I think its also a powerful argument in environmentalism. Sure, you can hate those hippies who hug trees and bang-on about carbon emissions, but have you SEEN the economic costs of extreme temperatures and food riots/wars/sea level rise that are the consequence of inaction? And for that matter have you seen how cheap electric cars are to run?

There is a persistent myth that Henry ford paid his workers a higher than normal salary so they could afford to buy the cars he made. Thats bullshit. I’ve read several books on ford. They were forced to hugely raise wages due to incredibly high staff turnover, but nevertheless its an interesting myth, that makes a lot of sense. Inequality has an ultimate cost, not just in security, but in terms of its negative impact on the economy.

This probably all sounds unfeeling and harsh, but I think of it as pragmatic. I believe in equal pay for women, equality for all races, and fair pay for workers *on principle*, but the most powerful argument is an argument of self interest, and the hardest argument is the ‘you should do the right thing’. There are a LOT of gun-toting, trump-supporting, right wing electric car owners now, because they finally made fast, sexy, affordable ones that people wanted, Appealing to people to buy them out of guilt never worked.

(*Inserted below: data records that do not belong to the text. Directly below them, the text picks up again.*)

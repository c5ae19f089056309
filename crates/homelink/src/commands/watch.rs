//! `watch`: follow a relay's state stream and print each change.

use std::collections::HashMap;
use std::sync::Arc;

use chrono::{DateTime, Utc};
use owo_colors::OwoColorize;
use tracing::warn;

use homelink_core::{BridgeClient, Entity, EntityId, LinkMode, LinkStatus, TlsVerification};

use crate::cli::{GlobalOpts, OutputFormat, WatchArgs};
use crate::config;
use crate::error::CliError;
use crate::output::{self, paint_state};

/// Entities in `snapshot` whose `last_updated` differs from what was last
/// printed, restricted to `filter` when it is non-empty.
fn fresh_changes(
    snapshot: &[Arc<Entity>],
    seen: &mut HashMap<EntityId, DateTime<Utc>>,
    filter: &[EntityId],
) -> Vec<Arc<Entity>> {
    snapshot
        .iter()
        .filter(|entity| filter.is_empty() || filter.contains(&entity.id))
        .filter(|entity| seen.insert(entity.id.clone(), entity.last_updated) != Some(entity.last_updated))
        .cloned()
        .collect()
}

fn status_line(status: &LinkStatus, color: bool) -> String {
    let text = match (status.mode, status.connected, &status.error) {
        (LinkMode::Connecting, _, _) => "connecting to relay".to_owned(),
        (LinkMode::Streaming, true, _) => "streaming from relay".to_owned(),
        (LinkMode::Polling, true, _) => "push stream unavailable, polling".to_owned(),
        (_, _, Some(error)) => format!("relay unreachable ({error}), showing fallback data"),
        (_, false, None) => "relay unreachable".to_owned(),
    };
    if !color {
        return format!("* {text}");
    }
    if status.connected {
        format!("{} {text}", "●".green())
    } else {
        format!("{} {text}", "●".yellow())
    }
}

fn change_line(entity: &Entity, format: OutputFormat, color: bool) -> Result<String, CliError> {
    match format {
        OutputFormat::Table | OutputFormat::Plain => Ok(format!(
            "{}  {:<40} {}",
            entity.last_updated.format("%H:%M:%S"),
            entity.id.as_str(),
            paint_state(&entity.state, color)
        )),
        // One document per change: NDJSON, or YAML documents.
        OutputFormat::Json | OutputFormat::JsonCompact => {
            output::render_structured(OutputFormat::JsonCompact, entity)
        }
        OutputFormat::Yaml => Ok(format!("---\n{}", output::render_structured(format, entity)?)),
    }
}

pub async fn handle(args: WatchArgs, global: &GlobalOpts) -> Result<(), CliError> {
    let cfg = config::load(global)?;
    let mut settings = cfg.bridge.clone();
    if let Some(relay) = args.relay {
        settings.relay_url = relay;
    }
    if let Some(interval) = args.poll_interval {
        settings.poll_interval_ms = u64::try_from(interval.as_millis()).unwrap_or(u64::MAX).max(1);
    }

    let mut client_config = homelink_config::bridge_client_config(&settings)?;
    if global.insecure {
        client_config.tls = TlsVerification::DangerAcceptInvalid;
    }

    let filter = args
        .entities
        .into_iter()
        .map(EntityId::new)
        .collect::<Result<Vec<_>, _>>()?;

    let client = BridgeClient::new(client_config)?;
    let mut entities = client.subscribe_all();
    let mut status = client.watch_status();
    client.start().await;

    let color = output::should_color(global.color);
    let mut seen = HashMap::new();
    let shutdown = tokio::signal::ctrl_c();
    tokio::pin!(shutdown);

    let outcome = loop {
        tokio::select! {
            result = &mut shutdown => {
                if let Err(e) = result {
                    warn!(error = %e, "cannot listen for Ctrl-C");
                }
                break Ok(());
            }
            changed = status.changed() => {
                if changed.is_err() {
                    break Ok(());
                }
                let line = status_line(&status.borrow_and_update(), color);
                if !global.quiet {
                    eprintln!("{line}");
                }
            }
            snapshot = entities.changed() => {
                let Some(snapshot) = snapshot else { break Ok(()) };
                let lines: Result<Vec<_>, _> = fresh_changes(&snapshot, &mut seen, &filter)
                    .iter()
                    .map(|entity| change_line(entity, global.output, color))
                    .collect();
                match lines {
                    Ok(lines) => output::print_output(&lines.join("\n"), global.quiet),
                    Err(e) => break Err(e),
                }
            }
        }
    };

    client.stop().await;
    outcome
}
// ── Session → push-stream relay ──
//
// One task reads the session's event channel and republishes every event
// as a `BridgeMessage` on a broadcast channel. Each push-stream listener
// holds its own receiver, so a slow listener lags alone.

use tokio::sync::broadcast;
use tokio::sync::broadcast::error::RecvError;
use tokio::task::JoinHandle;
use tokio_util::sync::CancellationToken;
use tracing::{debug, trace, warn};

use homelink_core::{BridgeMessage, CoreError, Session, SessionEvent};

#[derive(Clone)]
pub struct Relay {
    tx: broadcast::Sender<BridgeMessage>,
}

impl Relay {
    pub fn new(capacity: usize) -> Self {
        let (tx, _) = broadcast::channel(capacity);
        Self { tx }
    }

    /// Start forwarding `session`'s events until `cancel` fires.
    pub fn spawn(&self, session: &Session, cancel: CancellationToken) -> JoinHandle<()> {
        let events = session.events();
        let relay = self.clone();
        tokio::spawn(async move { relay.run(events, cancel).await })
    }

    pub fn subscribe(&self) -> broadcast::Receiver<BridgeMessage> {
        self.tx.subscribe()
    }

    /// Send to every current listener. Returns how many received it.
    pub fn publish(&self, message: BridgeMessage) -> usize {
        self.tx.send(message).unwrap_or(0)
    }

    pub fn listener_count(&self) -> usize {
        self.tx.receiver_count()
    }

    async fn run(&self, mut events: broadcast::Receiver<SessionEvent>, cancel: CancellationToken) {
        loop {
            let event = tokio::select! {
                biased;
                () = cancel.cancelled() => break,
                event = events.recv() => event,
            };

            match event {
                Ok(event) => {
                    if let Some(message) = to_bridge_message(event) {
                        let listeners = self.publish(message);
                        trace!(listeners, "relayed event");
                    }
                }
                Err(RecvError::Lagged(skipped)) => {
                    warn!(skipped, "relay fell behind the session");
                }
                Err(RecvError::Closed) => break,
            }
        }
        debug!("relay stopped");
    }
}

/// How a session event looks on the push stream. Disconnects are not
/// forwarded; listeners keep their stream across upstream reconnects.
pub fn to_bridge_message(event: SessionEvent) -> Option<BridgeMessage> {
    match event {
        SessionEvent::Connected => Some(BridgeMessage::Connected),
        SessionEvent::StateChanged(change) => Some(BridgeMessage::from(change)),
        SessionEvent::Result { id, success, result } => Some(BridgeMessage::Result { id, success, result }),
        SessionEvent::Error(err) => Some(BridgeMessage::Error {
            error: error_text(&err),
        }),
        SessionEvent::Disconnected { .. } => None,
    }
}

pub(crate) fn error_text(err: &CoreError) -> String {
    match err {
        CoreError::AuthenticationFailed { .. } => "Authentication failed".into(),
        other => other.to_string(),
    }
}
// ── Request/response correlation ──
//
// One table per connection instance, owned by that instance's task. Ids
// start at 1 and are never reused within the instance; every entry leaves
// the table exactly once, by reply, by deadline, or by teardown.

use std::collections::HashMap;
use std::time::Duration;

use serde_json::Value;
use tokio::sync::oneshot;
use tokio::time::Instant;
use tracing::{debug, warn};

use crate::error::CoreError;

pub(crate) type Responder = oneshot::Sender<Result<Value, CoreError>>;

/// An outstanding command awaiting its `result` or `pong`.
#[derive(Debug)]
pub(crate) struct PendingRequest {
    pub id: u64,
    pub kind: &'static str,
    pub submitted_at: Instant,
    pub deadline: Instant,
    /// `None` for requests the instance issues on its own (keep-alive).
    pub responder: Option<Responder>,
}

impl PendingRequest {
    fn finish(self, outcome: Result<Value, CoreError>) {
        if let Some(responder) = self.responder {
            // The caller may have given up; nothing to do then.
            let _ = responder.send(outcome);
        }
    }
}

#[derive(Debug)]
pub(crate) struct CorrelationTable {
    next_id: u64,
    pending: HashMap<u64, PendingRequest>,
}

impl Default for CorrelationTable {
    fn default() -> Self {
        Self::new()
    }
}

impl CorrelationTable {
    pub(crate) fn new() -> Self {
        Self {
            next_id: 1,
            pending: HashMap::new(),
        }
    }

    /// Allocate the next message id. Used for every outbound command,
    /// tracked or not.
    pub(crate) fn allocate(&mut self) -> u64 {
        let id = self.next_id;
        self.next_id += 1;
        id
    }

    /// Start tracking `id` with a deadline `timeout` from now.
    pub(crate) fn register(
        &mut self,
        id: u64,
        kind: &'static str,
        timeout: Duration,
        responder: Option<Responder>,
    ) {
        let submitted_at = Instant::now();
        self.pending.insert(
            id,
            PendingRequest {
                id,
                kind,
                submitted_at,
                deadline: submitted_at + timeout,
                responder,
            },
        );
    }

    /// Settle the entry for `id`. Returns `false` if nothing was waiting.
    pub(crate) fn resolve(&mut self, id: u64, outcome: Result<Value, CoreError>) -> bool {
        let Some(entry) = self.pending.remove(&id) else {
            return false;
        };
        debug!(
            id,
            kind = entry.kind,
            elapsed = ?entry.submitted_at.elapsed(),
            ok = outcome.is_ok(),
            "request settled"
        );
        entry.finish(outcome);
        true
    }

    /// Earliest deadline among live entries.
    pub(crate) fn next_deadline(&self) -> Option<Instant> {
        self.pending.values().map(|p| p.deadline).min()
    }

    /// Reject every entry whose deadline has passed. Returns how many.
    pub(crate) fn expire(&mut self, now: Instant) -> usize {
        let expired: Vec<u64> = self
            .pending
            .values()
            .filter(|p| p.deadline <= now)
            .map(|p| p.id)
            .collect();

        for id in &expired {
            if let Some(entry) = self.pending.remove(id) {
                let waited = entry.deadline.duration_since(entry.submitted_at);
                let timeout_ms = u64::try_from(waited.as_millis()).unwrap_or(u64::MAX);
                if entry.responder.is_none() {
                    warn!(id, kind = entry.kind, timeout_ms, "no reply to internal request");
                }
                entry.finish(Err(CoreError::RequestTimeout {
                    id: *id,
                    timeout_ms,
                }));
            }
        }
        expired.len()
    }

    /// Reject everything. Called once when the instance is torn down.
    pub(crate) fn reject_all(&mut self, error: &CoreError) -> usize {
        let count = self.pending.len();
        for (_, entry) in self.pending.drain() {
            entry.finish(Err(error.clone()));
        }
        count
    }

    pub(crate) fn len(&self) -> usize {
        self.pending.len()
    }
}

#[cfg(test)]
#[allow(clippy::unwrap_used)]
mod tests {
    use serde_json::json;

    use super::*;

    #[test]
    fn ids_start_at_one_and_increase() {
        let mut table = CorrelationTable::new();
        assert_eq!(table.allocate(), 1);
        assert_eq!(table.allocate(), 2);
        assert_eq!(CorrelationTable::new().allocate(), 1);
    }

    #[tokio::test]
    async fn reply_resolves_and_removes() {
        let mut table = CorrelationTable::new();
        let (tx, rx) = oneshot::channel();
        let id = table.allocate();
        table.register(id, "call_service", Duration::from_secs(10), Some(tx));

        assert!(table.resolve(id, Ok(json!({ "context": {} }))));
        assert_eq!(table.len(), 0);
        assert!(rx.await.unwrap().is_ok());

        // A duplicate reply finds nothing.
        assert!(!table.resolve(id, Ok(Value::Null)));
    }

    #[tokio::test(start_paused = true)]
    async fn deadline_rejects_with_timeout_and_shrinks_table() {
        let mut table = CorrelationTable::new();
        let before = table.len();

        let (tx, rx) = oneshot::channel();
        let id = table.allocate();
        table.register(id, "call_service", Duration::from_secs(10), Some(tx));
        assert_eq!(table.len(), before + 1);

        tokio::time::advance(Duration::from_secs(5)).await;
        assert_eq!(table.expire(Instant::now()), 0);

        tokio::time::advance(Duration::from_secs(5)).await;
        assert_eq!(table.expire(Instant::now()), 1);
        assert_eq!(table.len(), before);

        assert_eq!(
            rx.await.unwrap(),
            Err(CoreError::RequestTimeout {
                id,
                timeout_ms: 10_000
            })
        );
    }

    #[tokio::test(start_paused = true)]
    async fn next_deadline_is_earliest() {
        let mut table = CorrelationTable::new();
        let a = table.allocate();
        table.register(a, "get_states", Duration::from_secs(5), None);
        let b = table.allocate();
        table.register(b, "call_service", Duration::from_secs(2), None);

        let earliest = table.next_deadline().unwrap();
        assert_eq!(earliest, Instant::now() + Duration::from_secs(2));
    }

    #[tokio::test]
    async fn teardown_rejects_everything() {
        let mut table = CorrelationTable::new();
        let mut receivers = Vec::new();
        for _ in 0..3 {
            let (tx, rx) = oneshot::channel();
            let id = table.allocate();
            table.register(id, "get_states", Duration::from_secs(5), Some(tx));
            receivers.push(rx);
        }

        assert_eq!(table.reject_all(&CoreError::ConnectionClosed), 3);
        assert_eq!(table.len(), 0);
        for rx in receivers {
            assert_eq!(rx.await.unwrap(), Err(CoreError::ConnectionClosed));
        }
    }
}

Nobody sums up this school of thought as well as quark from star trek deep space nine when he constructs an argument for ferengi women being allowed to wear clothes. He argues that if they wear clothes they will have pockets, and if they have pockets they will want to put stuff in them, so they will buy more stuff and stimulate the ferengi economy.

Its comedy, but also true.

I write all this to make a point about the style of Democracy 4 and its intentions. We cover a lot of dark, serious topics, and we do so without comment. There is no flashing symbol reminding you that RACIAL TENSION IS BAD. Adding it would be redundant, and change nobody’s opinion. Decisions in the game have consequences, and learning what those consequences are without further comment, or preaching is, I think, the best way to cover issues like this.